Dragon Harald Fairhair
  • Building the longship was the dream of Norwegian businessman Sigurd Aase.
  • The longship was named after the king who unified Norway in the late 9th century.
  • It is based on the late-Viking Age Leidang ships of the Norse Sagas, which continued to be used in Norway into the early Medieval period.
  • Although designed as a sailing vessel, up to one hundred rowers are needed to row it up rivers and into harbour.
  • It is being sail tested on the coast and fjords of Norway throughout this summer.

Source: University of Nottingham

He said the experience was "truly exhilarating".

"It's half the size of a football pitch in length so it's huge," he said.

Building the longship was the dream of Norwegian businessman Sigurd Aase, whom Prof Harding met three years ago, while doing DNA testing in Norway.

'So magical'

The team of rowers came from the East Midlands and the Wirral, both areas with strong Viking heritage.

Among the team was Leicestershire author Giles Kristian, who has written a series of Viking novels.

"It's certainly not something you get to do every day and I think that's one of the things which made the thing so magical," he said.

"The only thing we didn't get to do was any pillaging."

He said the rowing was not as physically difficult as he expected, but the technique was tricky to get right.

"I think if you were a Viking looking at this ship rowed by us lot you would be absolutely appalled," he said.

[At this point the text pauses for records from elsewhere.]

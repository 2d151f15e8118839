//! Per-client fixed-window rate limiting with a background eviction sweep.
//!
//! Each client identity (source IP) gets a [`RateWindow`]: a request count
//! and the instant the window resets. The first request from an identity
//! opens a window and is admitted; requests past the cap inside the same
//! window are rejected with the whole seconds left until reset. When the
//! reset instant passes, the next request reopens the window.
//!
//! This is a fixed window, not a sliding one: a burst straddling a window
//! boundary can admit up to twice the cap in a short span. That is an
//! accepted approximation, matching the deployment this replaces.
//!
//! Stale windows are evicted by a background sweep task with an explicit
//! lifecycle ([`spawn_sweeper`] / [`SweeperHandle::stop`]), so the map
//! only ever holds recently-active clients.
//!
//! Timing uses [`tokio::time::Instant`] throughout, so tests drive the
//! clock with `start_paused` and `tokio::time::advance`.

use std::collections::HashMap;
use std::sync::Arc;
use std::sync::atomic::{AtomicBool, Ordering};

use tokio::sync::{Mutex, Notify};
use tokio::task::JoinHandle;
use tokio::time::{Duration, Instant};
use tracing::{debug, info};

use crate::config::RateLimitConfig;

/// Outcome of an admission check. Admission never fails; it either lets
/// the request through or names the wait.
#[derive(Debug, Clone, Copy, PartialEq, Eq)]
pub enum Admission {
    /// The request may proceed.
    Allowed,
    /// The request is rejected until the client's window resets.
    Limited {
        /// Whole seconds until the client may retry, rounded up, at
        /// least 1.
        retry_after_secs: u64,
    },
}

impl Admission {
    /// Whether the request was admitted.
    pub const fn is_allowed(self) -> bool {
        matches!(self, Self::Allowed)
    }
}

/// One client's request count within its current window.
#[derive(Debug, Clone, Copy)]
struct RateWindow {
    /// Requests seen since the window opened, rejected ones included.
    count: u64,
    /// When the window expires and the count starts over.
    reset_at: Instant,
}

/// Fixed-window request limiter keyed by client identity.
#[derive(Debug)]
pub struct RateLimiter {
    /// Window length.
    window: Duration,
    /// Admitted requests allowed per window.
    max_requests: u64,
    /// How long past expiry a window lingers before the sweep drops it.
    grace: Duration,
    /// Live windows, keyed by client identity.
    windows: Mutex<HashMap<String, RateWindow>>,
}

impl RateLimiter {
    /// Create a limiter with explicit settings.
    pub fn new(window: Duration, max_requests: u64, grace: Duration) -> Self {
        Self {
            window,
            max_requests,
            grace,
            windows: Mutex::new(HashMap::new()),
        }
    }

    /// Create a limiter from the rate-limit configuration section.
    pub fn from_config(config: &RateLimitConfig) -> Self {
        Self::new(
            Duration::from_millis(config.window_ms),
            config.max_requests,
            Duration::from_secs(config.grace_secs),
        )
    }

    /// Check whether a request from `client_id` is admitted.
    ///
    /// A client with no live window, or whose window has expired, opens a
    /// fresh window with count 1 and is admitted. Otherwise the count is
    /// bumped and compared against the cap.
    pub async fn admit(&self, client_id: &str) -> Admission {
        let now = Instant::now();
        let reset_at = now.checked_add(self.window).unwrap_or(now);
        let mut windows = self.windows.lock().await;

        let Some(window) = windows.get_mut(client_id) else {
            windows.insert(client_id.to_owned(), RateWindow { count: 1, reset_at });
            return Admission::Allowed;
        };

        if now >= window.reset_at {
            *window = RateWindow { count: 1, reset_at };
            return Admission::Allowed;
        }

        window.count = window.count.saturating_add(1);
        if window.count > self.max_requests {
            Admission::Limited {
                retry_after_secs: ceil_secs(window.reset_at.saturating_duration_since(now)),
            }
        } else {
            Admission::Allowed
        }
    }

    /// Drop windows whose reset instant plus the grace period has passed.
    ///
    /// Returns the number of windows evicted. Holds the map lock only for
    /// the duration of one retain pass.
    pub async fn sweep(&self) -> usize {
        let now = Instant::now();
        let mut windows = self.windows.lock().await;
        let before = windows.len();
        windows.retain(|_, window| {
            window
                .reset_at
                .checked_add(self.grace)
                .is_none_or(|expiry| now < expiry)
        });
        before.saturating_sub(windows.len())
    }

    /// Number of client windows currently tracked. Diagnostics only.
    pub async fn tracked_clients(&self) -> usize {
        self.windows.lock().await.len()
    }
}

/// Round a duration up to whole seconds, with a floor of 1.
fn ceil_secs(remaining: Duration) -> u64 {
    let secs = remaining.as_secs();
    if remaining.subsec_nanos() > 0 {
        secs.saturating_add(1)
    } else {
        secs.max(1)
    }
}

// ---------------------------------------------------------------------------
// Background sweep task
// ---------------------------------------------------------------------------

/// Handle to the background sweep task; stopping it is explicit.
#[derive(Debug)]
pub struct SweeperHandle {
    /// Set to request the task exit its loop.
    stop: Arc<AtomicBool>,
    /// Wakes the task out of its sleep so it notices the stop flag.
    wake: Arc<Notify>,
    /// The spawned task itself.
    task: JoinHandle<()>,
}

impl SweeperHandle {
    /// Signal the sweep task to stop and wait for it to finish.
    pub async fn stop(self) {
        self.stop.store(true, Ordering::Release);
        self.wake.notify_waiters();
        let _ = self.task.await;
    }
}

/// Spawn the periodic eviction sweep for `limiter`.
///
/// The task sleeps for `interval`, runs one sweep pass, and repeats until
/// [`SweeperHandle::stop`] is called.
pub fn spawn_sweeper(limiter: Arc<RateLimiter>, interval: Duration) -> SweeperHandle {
    let stop = Arc::new(AtomicBool::new(false));
    let wake = Arc::new(Notify::new());

    let task_stop = Arc::clone(&stop);
    let task_wake = Arc::clone(&wake);
    let task = tokio::spawn(async move {
        info!(interval_secs = interval.as_secs(), "rate window sweeper started");
        loop {
            tokio::select! {
                () = tokio::time::sleep(interval) => {
                    if task_stop.load(Ordering::Acquire) {
                        break;
                    }
                    let evicted = limiter.sweep().await;
                    if evicted > 0 {
                        debug!(evicted, "swept stale rate windows");
                    }
                }
                () = task_wake.notified() => {
                    if task_stop.load(Ordering::Acquire) {
                        break;
                    }
                }
            }
        }
        info!("rate window sweeper stopped");
    });

    SweeperHandle { stop, wake, task }
}

#[cfg(test)]
#[allow(clippy::unwrap_used)]
mod tests {
    use super::*;

    fn small_limiter() -> RateLimiter {
        RateLimiter::new(Duration::from_millis(1000), 3, Duration::from_secs(60))
    }

    #[tokio::test(start_paused = true)]
    async fn admits_up_to_cap_then_rejects() {
        let limiter = small_limiter();

        for _ in 0..3 {
            assert_eq!(limiter.admit("10.0.0.1").await, Admission::Allowed);
        }

        let fourth = limiter.admit("10.0.0.1").await;
        let Admission::Limited { retry_after_secs } = fourth else {
            panic!("fourth request should be limited, got {fourth:?}");
        };
        assert!(retry_after_secs > 0);
    }

    #[tokio::test(start_paused = true)]
    async fn window_expiry_resets_count() {
        let limiter = small_limiter();

        for _ in 0..4 {
            let _ = limiter.admit("10.0.0.1").await;
        }
        assert!(!limiter.admit("10.0.0.1").await.is_allowed());

        // Let the 1s window lapse.
        tokio::time::advance(Duration::from_millis(1100)).await;

        assert!(limiter.admit("10.0.0.1").await.is_allowed());
        // The reopened window starts at count 1, so two more fit.
        assert!(limiter.admit("10.0.0.1").await.is_allowed());
        assert!(limiter.admit("10.0.0.1").await.is_allowed());
        assert!(!limiter.admit("10.0.0.1").await.is_allowed());
    }

    #[tokio::test(start_paused = true)]
    async fn identities_are_independent() {
        let limiter = small_limiter();

        for _ in 0..4 {
            let _ = limiter.admit("10.0.0.1").await;
        }
        assert!(!limiter.admit("10.0.0.1").await.is_allowed());
        assert!(limiter.admit("10.0.0.2").await.is_allowed());
    }

    #[tokio::test(start_paused = true)]
    async fn retry_after_reflects_time_left() {
        let limiter = RateLimiter::new(Duration::from_secs(10), 1, Duration::from_secs(60));

        assert!(limiter.admit("c").await.is_allowed());
        tokio::time::advance(Duration::from_secs(4)).await;

        let rejected = limiter.admit("c").await;
        let Admission::Limited { retry_after_secs } = rejected else {
            panic!("expected limited, got {rejected:?}");
        };
        // 6 seconds remain; ceil keeps it at 6.
        assert_eq!(retry_after_secs, 6);
    }

    #[tokio::test(start_paused = true)]
    async fn sweep_evicts_only_past_grace() {
        let limiter = RateLimiter::new(Duration::from_millis(1000), 3, Duration::from_secs(60));

        let _ = limiter.admit("old").await;
        assert_eq!(limiter.tracked_clients().await, 1);

        // Window expired but grace has not passed: keep.
        tokio::time::advance(Duration::from_secs(30)).await;
        assert_eq!(limiter.sweep().await, 0);
        assert_eq!(limiter.tracked_clients().await, 1);

        // Past reset + grace: evict.
        tokio::time::advance(Duration::from_secs(32)).await;
        assert_eq!(limiter.sweep().await, 1);
        assert_eq!(limiter.tracked_clients().await, 0);
    }

    #[tokio::test(start_paused = true)]
    async fn sweeper_task_runs_and_stops() {
        let limiter = Arc::new(RateLimiter::new(
            Duration::from_millis(100),
            3,
            Duration::from_millis(100),
        ));
        let _ = limiter.admit("transient").await;

        let handle = spawn_sweeper(Arc::clone(&limiter), Duration::from_secs(1));

        // After window (100ms) + grace (100ms) + one sweep interval the
        // entry is gone.
        tokio::time::advance(Duration::from_millis(1500)).await;
        tokio::task::yield_now().await;
        assert_eq!(limiter.tracked_clients().await, 0);

        handle.stop().await;
    }

    #[tokio::test(start_paused = true)]
    async fn rejected_requests_do_not_extend_window() {
        let limiter = small_limiter();

        for _ in 0..10 {
            let _ = limiter.admit("hammer").await;
        }
        // Despite continuous rejections, the original window still
        // expires on schedule.
        tokio::time::advance(Duration::from_millis(1100)).await;
        assert!(limiter.admit("hammer").await.is_allowed());
    }
}
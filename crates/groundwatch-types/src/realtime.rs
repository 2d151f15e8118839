//! Wire shapes for the live WebSocket feed.
//!
//! Outbound traffic is either the one-time [`ServerMessage::Connected`]
//! greeting or a [`BroadcastEnvelope`] carrying an incident lifecycle
//! event. Inbound traffic is limited to [`ClientMessage::Subscribe`]
//! control frames; anything else a client sends is ignored.

use chrono::{DateTime, Utc};
use serde::{Deserialize, Serialize};
use ts_rs::TS;

use crate::enums::{Channel, EventKind};

// ---------------------------------------------------------------------------
// Outbound
// ---------------------------------------------------------------------------

/// One published event as delivered to a subscribed connection.
#[derive(Debug, Clone, PartialEq, Serialize, Deserialize, TS)]
#[ts(export, export_to = "bindings/")]
pub struct BroadcastEnvelope {
    /// Which topic the event belongs to.
    pub channel: Channel,
    /// What happened to the record.
    pub event: EventKind,
    /// The full record for `created`/`updated`, or `{"id": ...}` for
    /// `deleted`.
    pub data: serde_json::Value,
    /// When the event was published (UTC).
    pub timestamp: DateTime<Utc>,
}

impl BroadcastEnvelope {
    /// Build an envelope stamped with `now`.
    pub const fn new(
        channel: Channel,
        event: EventKind,
        data: serde_json::Value,
        now: DateTime<Utc>,
    ) -> Self {
        Self {
            channel,
            event,
            data,
            timestamp: now,
        }
    }
}

/// Control frames the server sends outside the envelope stream.
#[derive(Debug, Clone, PartialEq, Serialize, Deserialize, TS)]
#[ts(export, export_to = "bindings/")]
#[serde(tag = "type", rename_all = "snake_case")]
pub enum ServerMessage {
    /// Sent once, immediately after the socket opens.
    Connected {
        /// Human-readable confirmation.
        message: String,
    },
}

// ---------------------------------------------------------------------------
// Inbound
// ---------------------------------------------------------------------------

/// Control frames a client may send.
#[derive(Debug, Clone, PartialEq, Serialize, Deserialize, TS)]
#[ts(export, export_to = "bindings/")]
#[serde(tag = "type", rename_all = "snake_case")]
pub enum ClientMessage {
    /// Replace the connection's channel filter.
    ///
    /// An absent or empty list means "receive everything".
    Subscribe {
        /// Channels to receive going forward.
        #[serde(default)]
        channels: Option<Vec<Channel>>,
    },
}
//! Shared application state for the HTTP surface.
//!
//! [`AppState`] bundles everything a handler can touch: the incident
//! service for lifecycle operations, the broadcast registry for the live
//! feed and the health connection count, and the rate limiter consulted
//! by the admission middleware. It is wrapped in [`Arc`] and injected via
//! Axum's `State` extractor.

use std::sync::Arc;

use groundwatch_broadcast::Broadcaster;
use groundwatch_core::limiter::RateLimiter;
use groundwatch_service::IncidentService;

/// Shared state for the Axum application.
#[derive(Clone)]
pub struct AppState {
    /// Incident lifecycle operations.
    pub service: IncidentService,
    /// Connection registry backing `/ws` and the health connection count.
    pub broadcaster: Arc<Broadcaster>,
    /// Per-client admission control for the API routes.
    pub limiter: Arc<RateLimiter>,
}

impl AppState {
    /// Bundle the already-constructed subsystems into one state value.
    pub fn new(
        service: IncidentService,
        broadcaster: Arc<Broadcaster>,
        limiter: Arc<RateLimiter>,
    ) -> Self {
        Self {
            service,
            broadcaster,
            limiter,
        }
    }
}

The test provided data for the team that built the longship, to help optimise rowing efficiency.

The rowers initially kept bumping into each other - which suggests people in the Viking Age were shorter.

Prof Harding said: "Once we worked out to take three-quarter strokes to compensate rather than full strokes, we were fine and the vessel seem to move very smoothly, even managing a speed of over three knots."